Suppose that the inverse market demand for pumpkins is given by P=$10-0.05Q. Pumpkins can be grown by anybody at a constant marginal cost of $1.

1. If there are lots of pumpkin growers in town so that the pumpkin industry is competitive, how many pumpkins will be sold and what price will they sell for?

2. Suppose that a freak weather event wipes out the pumpkins of all but two producers, Linus and Lucy. Both Linus and Lucy have produced bumper crops and have more than enough pumpkins available to satisfy the demand at even zero price. If Linus and Lucy collude to generate monopoly profits, how many pumpkins will they sell and what price will they sell for?

3. Suppose that the predominant form of competition in the industry is price competition. In other words, suppose that Linus and Lucy are Betrand competitors. What will the final price of the pumpkins in this market (Bertrand equilibrium price)?

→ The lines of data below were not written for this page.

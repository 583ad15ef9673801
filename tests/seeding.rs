//! Integration tests for knockout seeding and round naming.

use fls_tournament_web::logic::{
    generate_knockout_bracket, pair_round, seed_knockout, stage_name, total_playoff_rounds, DRAWN_FIRST_ID,
    SEEDED_FIRST_ID,
};
use fls_tournament_web::models::{TeamStats, TournamentError, BYE};
use rand::rngs::StdRng;
use rand::SeedableRng;
use std::collections::BTreeSet;

fn names(n: usize) -> Vec<String> {
    (1..=n).map(|i| format!("T{i}")).collect()
}

fn stats(name: &str, group: Option<char>, points: u32) -> TeamStats {
    let mut row = TeamStats::new(name, group);
    row.points = points;
    row
}

fn entrants(bracket: &[fls_tournament_web::GameMatch]) -> BTreeSet<String> {
    bracket
        .iter()
        .flat_map(|m| [m.home.clone(), m.away.clone()])
        .filter(|t| t != BYE)
        .collect()
}

#[test]
fn playoff_rounds_and_names() {
    assert_eq!(total_playoff_rounds(1), 0);
    assert_eq!(total_playoff_rounds(2), 1);
    assert_eq!(total_playoff_rounds(6), 3);
    assert_eq!(total_playoff_rounds(8), 3);
    assert_eq!(total_playoff_rounds(16), 4);

    assert_eq!(stage_name(3, 3), "Final");
    assert_eq!(stage_name(2, 3), "Semi-finals");
    assert_eq!(stage_name(1, 3), "Quarter-finals");
    assert_eq!(stage_name(1, 4), "Round of 16");
    assert_eq!(stage_name(5, 4), "Round 5");
}

#[test]
fn odd_team_out_gets_a_bye() {
    let round = pair_round(&names(5), 2, 10);
    assert_eq!(round.len(), 3);
    assert_eq!(round.iter().map(|m| m.id).collect::<Vec<_>>(), vec![10, 11, 12]);
    assert!(round.iter().all(|m| m.round == Some(2)));
    assert!(round[2].is_bye());
    assert_eq!(round[2].home, "T5");
    assert_eq!(round[2].winner(), Some("T5"));
}

#[test]
fn drawn_bracket_uses_every_team_once() {
    let teams = names(8);
    let bracket = generate_knockout_bracket(&teams, &mut StdRng::seed_from_u64(3));
    assert_eq!(bracket.len(), 4);
    assert_eq!(bracket[0].id, DRAWN_FIRST_ID);
    assert!(bracket.iter().all(|m| m.round == Some(1) && !m.is_bye()));
    assert_eq!(entrants(&bracket), teams.into_iter().collect());
}

#[test]
fn ungrouped_table_sends_the_top_teams() {
    let ranked: Vec<TeamStats> = (1..=6).map(|i| stats(&format!("T{i}"), None, 20 - i)).collect();
    let bracket = seed_knockout(&ranked, 4, false, &mut StdRng::seed_from_u64(1)).unwrap();
    assert_eq!(bracket.len(), 2);
    assert_eq!(bracket[0].id, SEEDED_FIRST_ID);
    assert_eq!(entrants(&bracket), names(4).into_iter().collect());
}

#[test]
fn groups_send_winners_runners_up_and_best_thirds() {
    // Three groups of three, in standings order within each group.
    let ranked = vec![
        stats("A1", Some('A'), 6),
        stats("A2", Some('A'), 3),
        stats("A3", Some('A'), 2),
        stats("B1", Some('B'), 6),
        stats("B2", Some('B'), 3),
        stats("B3", Some('B'), 0),
        stats("C1", Some('C'), 6),
        stats("C2", Some('C'), 3),
        stats("C3", Some('C'), 1),
    ];
    let bracket = seed_knockout(&ranked, 8, true, &mut StdRng::seed_from_u64(9)).unwrap();
    assert_eq!(bracket.len(), 4);
    let expected: BTreeSet<String> = ["A1", "A2", "A3", "B1", "B2", "C1", "C2", "C3"]
        .iter()
        .map(|s| s.to_string())
        .collect();
    assert_eq!(entrants(&bracket), expected);

    let without_thirds = seed_knockout(&ranked, 8, false, &mut StdRng::seed_from_u64(9)).unwrap();
    assert_eq!(without_thirds.len(), 3);
    assert!(!entrants(&without_thirds).contains("A3"));
}

#[test]
fn not_enough_ranked_teams_is_a_configuration_error() {
    let ranked = vec![stats("A", None, 3), stats("B", None, 0)];
    assert!(matches!(
        seed_knockout(&ranked, 4, false, &mut StdRng::seed_from_u64(0)),
        Err(TournamentError::ConfigurationError(_))
    ));
}
//! League (and group stage) rounds, and the hand-over to playoffs or knockout.

use crate::logic::progress::{require_scores, with_committed_scores};
use crate::logic::seeding::seed_knockout;
use crate::logic::standings::{compute_stats, group_tables};
use crate::models::{GameMatch, MatchId, Phase, TeamStats, Tournament, TournamentError};

/// First id of the league-playoff semi-finals.
pub const LEAGUE_PLAYOFF_FIRST_ID: MatchId = 3000;

/// Standings tables up to the current round: one table, or one per group (each capped at the
/// configured group size).
pub fn league_tables(tournament: &Tournament) -> Vec<Vec<TeamStats>> {
    let Some(comp) = tournament.selected_comp.as_ref() else {
        return Vec::new();
    };
    let teams = tournament.actual_teams();
    if teams.is_empty() {
        return Vec::new();
    }
    tables_for(tournament, &teams, &tournament.fixtures, tournament.round)
        .into_iter()
        .map(|mut table| {
            if comp.has_groups() {
                table.truncate(comp.teams_per_group());
            }
            table
        })
        .collect()
}

fn tables_for(tournament: &Tournament, teams: &[String], fixtures: &[GameMatch], up_to: u32) -> Vec<Vec<TeamStats>> {
    let grouped = tournament.is_grouped();
    let stats = compute_stats(teams, fixtures, up_to, grouped);
    if grouped {
        group_tables(&stats)
    } else {
        vec![stats]
    }
}

/// Semi-finals among four consecutive table places: 1st v 4th and 2nd v 3rd of the slice.
fn league_playoff_semis(slice: &[TeamStats]) -> Vec<GameMatch> {
    let home = [&slice[0], &slice[1]];
    let away = [&slice[3], &slice[2]];
    home.iter()
        .zip(away.iter())
        .zip(LEAGUE_PLAYOFF_FIRST_ID..)
        .map(|((h, a), id)| GameMatch::new(id, h.name.as_str(), a.name.as_str(), None))
        .collect()
}

/// Commit the current league round and move to the next (League only).
///
/// Round 0 has no matches, so advancing from it starts the season. Once the last round is
/// committed the competition moves on to league playoffs, the knockout stage, or finishes.
pub fn advance_league(tournament: &mut Tournament) -> Result<(), TournamentError> {
    if tournament.phase != Phase::League {
        return Err(TournamentError::InvalidState);
    }
    let comp = tournament.competition()?.clone();
    let round = tournament.round;
    let games = tournament.fixtures.iter().filter(|m| m.round == Some(round));
    require_scores(games, &tournament.scores, false)?;

    let fixtures = with_committed_scores(&tournament.fixtures, &tournament.scores);
    let next_round = round + 1;

    if next_round <= comp.total_league_rounds() {
        tournament.fixtures = fixtures;
        tournament.round = next_round;
        tournament.scores.clear();
        log::debug!("League round {} of {}", next_round, comp.total_league_rounds());
        return Ok(());
    }

    let teams = tournament.actual_teams();
    let final_tables = tables_for(tournament, &teams, &fixtures, next_round);

    if let Some(po) = comp.league_playoffs() {
        let table = final_tables.first().map(Vec::as_slice).unwrap_or_default();
        let slice = table
            .get(po.positions.start - 1..po.positions.end)
            .filter(|s| s.len() == 4)
            .ok_or_else(|| {
                TournamentError::ConfigurationError(format!(
                    "League playoff positions {} are outside the table",
                    po.positions
                ))
            })?;
        tournament.league_playoff_bracket = league_playoff_semis(slice);
        tournament.league_playoff_round = 0;
        tournament.phase = Phase::LeaguePlayoffs;
    } else if comp.has_knockout() {
        let flat: Vec<TeamStats> = final_tables.concat();
        tournament.bracket = seed_knockout(
            &flat,
            comp.knockout_team_count() as usize,
            comp.allow_third_place(),
            &mut rand::thread_rng(),
        )?;
        tournament.playoff_round = 1;
        tournament.phase = Phase::Knockout;
    } else {
        tournament.phase = Phase::Finished;
    }

    tournament.fixtures = fixtures;
    tournament.round = next_round;
    tournament.scores.clear();
    log::info!("League stage of {} complete, phase {:?}", comp.name, tournament.phase);
    Ok(())
}
//! Score entry for the active round and phase-independent advancing.

use crate::logic::{advance_league, advance_league_playoff, advance_playoff, advance_qualifying};
use crate::models::{GameMatch, MatchId, Phase, ScoreEntry, Tournament, TournamentError};
use std::collections::BTreeMap;

/// League-playoff matches of the current playoff round: the two semi-finals, then the final.
pub(crate) fn league_playoff_slice(tournament: &Tournament) -> &[GameMatch] {
    let bracket = &tournament.league_playoff_bracket;
    let split = bracket.len().min(2);
    if tournament.league_playoff_round == 0 {
        &bracket[..split]
    } else {
        &bracket[split..]
    }
}

/// Matches open for score entry in the current phase and round. Byes never need a score.
pub fn active_matches(tournament: &Tournament) -> Vec<&GameMatch> {
    fn in_round(list: &[GameMatch], round: u32) -> Vec<&GameMatch> {
        list.iter().filter(|m| m.round == Some(round)).collect()
    }
    match tournament.phase {
        Phase::Qualifying => in_round(&tournament.qualifying_fixtures, tournament.qualifying_round),
        Phase::League => in_round(&tournament.fixtures, tournament.round),
        Phase::LeaguePlayoffs => league_playoff_slice(tournament).iter().collect(),
        Phase::Knockout => tournament
            .bracket
            .iter()
            .filter(|m| m.round == Some(tournament.playoff_round) && !m.is_bye())
            .collect(),
        Phase::Menu | Phase::CustomCreation | Phase::TeamSelection | Phase::Finished => Vec::new(),
    }
}

/// Store a pending score for a match of the active round. Either side above `MAX_GOALS` is
/// refused. Nothing is committed to the match until the round is advanced.
pub fn submit_score(
    tournament: &mut Tournament,
    match_id: MatchId,
    home: u32,
    away: u32,
) -> Result<(), TournamentError> {
    if !active_matches(tournament).iter().any(|m| m.id == match_id) {
        return Err(TournamentError::MatchNotFound(match_id));
    }
    let score = ScoreEntry::new(home, away);
    if !score.in_range() {
        return Err(TournamentError::ScoreOutOfRange { home, away });
    }
    tournament.scores.insert(match_id, score);
    Ok(())
}

/// Every non-bye match needs a pending score; when `decisive`, none may be a draw.
pub(crate) fn require_scores<'a>(
    matches: impl IntoIterator<Item = &'a GameMatch>,
    scores: &BTreeMap<MatchId, ScoreEntry>,
    decisive: bool,
) -> Result<(), TournamentError> {
    for m in matches.into_iter().filter(|m| !m.is_bye()) {
        let score = scores.get(&m.id).ok_or(TournamentError::IncompleteInput)?;
        if decisive && score.is_draw() {
            return Err(TournamentError::InvalidOutcome {
                home: m.home.clone(),
                away: m.away.clone(),
            });
        }
    }
    Ok(())
}

/// Copy of `list` with every pending score written into its match.
pub(crate) fn with_committed_scores(list: &[GameMatch], scores: &BTreeMap<MatchId, ScoreEntry>) -> Vec<GameMatch> {
    list.iter()
        .cloned()
        .map(|mut m| {
            if let Some(score) = scores.get(&m.id) {
                m.record(*score);
            }
            m
        })
        .collect()
}

/// Advance whichever stage is in play.
pub fn advance_phase(tournament: &mut Tournament) -> Result<(), TournamentError> {
    match tournament.phase {
        Phase::Qualifying => advance_qualifying(tournament),
        Phase::League => advance_league(tournament),
        Phase::LeaguePlayoffs => advance_league_playoff(tournament),
        Phase::Knockout => advance_playoff(tournament),
        Phase::Menu | Phase::CustomCreation | Phase::TeamSelection | Phase::Finished => {
            Err(TournamentError::InvalidState)
        }
    }
}
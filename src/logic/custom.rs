//! Custom competitions built from the creation form.

use crate::logic::setup::select_competition;
use crate::models::{round_robin_rounds, Competition, Format, Phase, PositionStyle, Tournament, TournamentError};
use serde::Deserialize;
use std::collections::BTreeMap;

/// Formats offered by the creation form.
#[derive(Clone, Copy, Debug, Default, Eq, PartialEq, Deserialize)]
#[serde(rename_all = "snake_case")]
pub enum CustomFormat {
    #[default]
    League,
    Knockout,
    Mixed,
}

/// Creation form input. Unset numbers fall back to the form defaults.
#[derive(Clone, Debug, Default, Deserialize)]
pub struct CustomCompetitionRequest {
    #[serde(default)]
    pub name: String,
    #[serde(default)]
    pub format: CustomFormat,
    /// Team names, one per line. Quoted names may contain commas.
    pub teams: String,
    /// League: 1 = single round-robin, 2 = double (default 2, at most 4).
    pub repetitions: Option<u32>,
    /// Mixed: number of groups (default 4).
    pub group_count: Option<u32>,
    /// Mixed: teams advancing from each group (default 2).
    pub advance_count: Option<u32>,
}

/// A built custom competition plus an optional notice for the user.
#[derive(Clone, Debug)]
pub struct CustomCompetition {
    pub competition: Competition,
    pub warning: Option<String>,
}

/// Parse a team list: one team per line, first column only, trimmed, blanks skipped.
pub fn parse_team_list(text: &str) -> Result<Vec<String>, TournamentError> {
    let mut reader = csv::ReaderBuilder::new()
        .has_headers(false)
        .flexible(true)
        .trim(csv::Trim::All)
        .from_reader(text.as_bytes());
    let mut teams = Vec::new();
    for record in reader.records() {
        let record = record.map_err(|e| TournamentError::ConfigurationError(format!("Invalid team list: {e}")))?;
        if let Some(name) = record.get(0).filter(|n| !n.is_empty()) {
            teams.push(name.to_string());
        }
    }
    Ok(teams)
}

fn default_position_styles() -> BTreeMap<String, PositionStyle> {
    BTreeMap::from([
        (
            "1".to_string(),
            PositionStyle {
                bg: "bg-yellow-900/40".to_string(),
                border: "border-yellow-500/60".to_string(),
                icon: "🏆".to_string(),
                label: Some("Champion".to_string()),
            },
        ),
        (
            "2-4".to_string(),
            PositionStyle {
                bg: "bg-blue-900/40".to_string(),
                border: "border-blue-500/60".to_string(),
                icon: "🥈".to_string(),
                label: Some("Top Finish".to_string()),
            },
        ),
    ])
}

/// Build a competition from the creation form.
///
/// League rounds come from the repetitions; mixed competitions play a double round-robin per
/// group and send `group_count * advance_count` teams to the knockout. A knockout whose team
/// count is not a power of two is allowed, with a warning (some teams get byes).
pub fn build_custom_competition(request: &CustomCompetitionRequest) -> Result<CustomCompetition, TournamentError> {
    let teams = parse_team_list(&request.teams)?;
    let n = teams.len();
    if n < 2 {
        return Err(TournamentError::ConfigurationError(
            "Please enter at least 2 teams".to_string(),
        ));
    }
    let name = match request.name.trim() {
        "" => "Custom Tournament".to_string(),
        trimmed => trimmed.to_string(),
    };

    let mut warning = None;
    let format = match request.format {
        CustomFormat::League => {
            let repetitions = request.repetitions.unwrap_or(2).clamp(1, 4);
            Format::League {
                rounds: Some(round_robin_rounds(n, repetitions)),
                repetitions,
                league_playoffs: None,
            }
        }
        CustomFormat::Mixed => {
            let group_count = request.group_count.unwrap_or(4);
            let advance = request.advance_count.unwrap_or(2);
            if group_count == 0 || n % group_count as usize != 0 {
                return Err(TournamentError::ConfigurationError(format!(
                    "Number of teams ({n}) must be divisible by number of groups ({group_count})"
                )));
            }
            Format::Mixed {
                group_count,
                rounds: Some(round_robin_rounds(n / group_count as usize, 2)),
                repetitions: 2,
                playoff_teams: group_count * advance,
                allow_third_place: false,
            }
        }
        CustomFormat::Knockout => {
            if !n.is_power_of_two() {
                let msg = format!(
                    "You have {n} teams. A balanced knockout uses a power of 2 (2, 4, 8, 16, ...); some teams will get byes."
                );
                log::warn!("{}", msg);
                warning = Some(msg);
            }
            Format::Knockout
        }
    };

    let competition = Competition {
        id: "custom".to_string(),
        name,
        emoji: "🏆".to_string(),
        format,
        team_count: n as u32,
        teams,
        position_styles: default_position_styles(),
        qualifying: None,
    };
    competition.validate()?;
    Ok(CustomCompetition { competition, warning })
}

/// Create a custom competition and start it (CustomCreation only). Returns the warning, if any.
pub fn create_custom_tournament(
    tournament: &mut Tournament,
    request: &CustomCompetitionRequest,
) -> Result<Option<String>, TournamentError> {
    if tournament.phase != Phase::CustomCreation {
        return Err(TournamentError::InvalidState);
    }
    let CustomCompetition { competition, warning } = build_custom_competition(request)?;
    select_competition(tournament, competition)?;
    Ok(warning)
}
//! Tournament business logic: fixtures, standings, seeding, and the phase transitions.

mod custom;
mod fixtures;
mod knockout;
mod league;
mod playoffs;
mod progress;
mod qualifying;
mod seeding;
mod setup;
mod snapshot;
mod standings;
mod views;

pub use custom::{
    build_custom_competition, create_custom_tournament, parse_team_list, CustomCompetition,
    CustomCompetitionRequest, CustomFormat,
};
pub use fixtures::{group_label, make_group_fixtures, make_league_fixtures};
pub use knockout::{advance_playoff, champion, Champion};
pub use league::{advance_league, league_tables, LEAGUE_PLAYOFF_FIRST_ID};
pub use playoffs::advance_league_playoff;
pub use progress::{active_matches, advance_phase, submit_score};
pub use qualifying::{advance_qualifying, qualifying_tables};
pub use seeding::{
    generate_knockout_bracket, pair_round, seed_knockout, stage_name, total_playoff_rounds,
    DRAWN_FIRST_ID, MAX_BEST_THIRDS, SEEDED_FIRST_ID,
};
pub use setup::{back_to_menu, confirm_teams, open_custom_creation, select_competition, set_selected_teams};
pub use snapshot::{from_snapshot, load_snapshot, to_snapshot};
pub use standings::{compute_stats, group_tables, standings_order};
pub use views::{tournament_view, BracketRound, StageView, TableRow, TournamentView};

4. At the Bertrand equilibrium price, what will be the final quantity of pumpkins sold by both Linus and Lucy individually and for the industry as a whole? How profitable will Linus and Lucy be?

5. Would the results you found in part 3 and 4 be likely to hold if Linus let is be known that his pumpkins were the most orange in town and Lucy let is be known that hers were the tastiest? Explain.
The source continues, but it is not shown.